Saved entries:
▼▼▼

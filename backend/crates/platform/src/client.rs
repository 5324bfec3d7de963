//! Client identification utilities
//!
//! Resolves the identity used to key per-client rate limits.

use http::HeaderMap;
use std::net::IpAddr;

/// Identity shared by every request whose origin cannot be determined.
///
/// All such clients share one counter. Deployments behind a proxy that strips
/// `X-Forwarded-For` should plug in a stronger [`ClientIdentityResolver`].
pub const UNKNOWN_CLIENT: &str = "unknown";

/// Strategy for deriving a client identity from a request
pub trait ClientIdentityResolver: Send + Sync {
    /// Never fails; falls back to [`UNKNOWN_CLIENT`] when nothing is derivable.
    fn resolve(&self, headers: &HeaderMap, peer: Option<IpAddr>) -> String;
}

/// Proxy-forwarded address, then the connection address, then [`UNKNOWN_CLIENT`].
#[derive(Debug, Clone, Copy, Default)]
pub struct ForwardedForResolver;

impl ClientIdentityResolver for ForwardedForResolver {
    fn resolve(&self, headers: &HeaderMap, peer: Option<IpAddr>) -> String {
        extract_client_ip(headers, peer)
            .map(|ip| ip.to_string())
            .unwrap_or_else(|| UNKNOWN_CLIENT.to_string())
    }
}

/// Extract client IP address from headers
///
/// Checks X-Forwarded-For header first (for reverse proxy setups),
/// then falls back to direct connection IP.
pub fn extract_client_ip(headers: &HeaderMap, direct_ip: Option<IpAddr>) -> Option<IpAddr> {
    let forwarded = headers
        .get("x-forwarded-for")
        .and_then(|v| v.to_str().ok())
        .and_then(|xff| xff.split(',').next())
        .and_then(|first| first.trim().parse::<IpAddr>().ok());

    forwarded.or(direct_ip)
}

▲▲▲

Produce an exact copy of each line from the one holding "let forwarded = headers" through the last line of the records, both included, and nothing more.

_WRITTEN RESPONSE_:
    let forwarded = headers
        .get("x-forwarded-for")
        .and_then(|v| v.to_str().ok())
        .and_then(|xff| xff.split(',').next())
        .and_then(|first| first.trim().parse::<IpAddr>().ok());

    forwarded.or(direct_ip)
}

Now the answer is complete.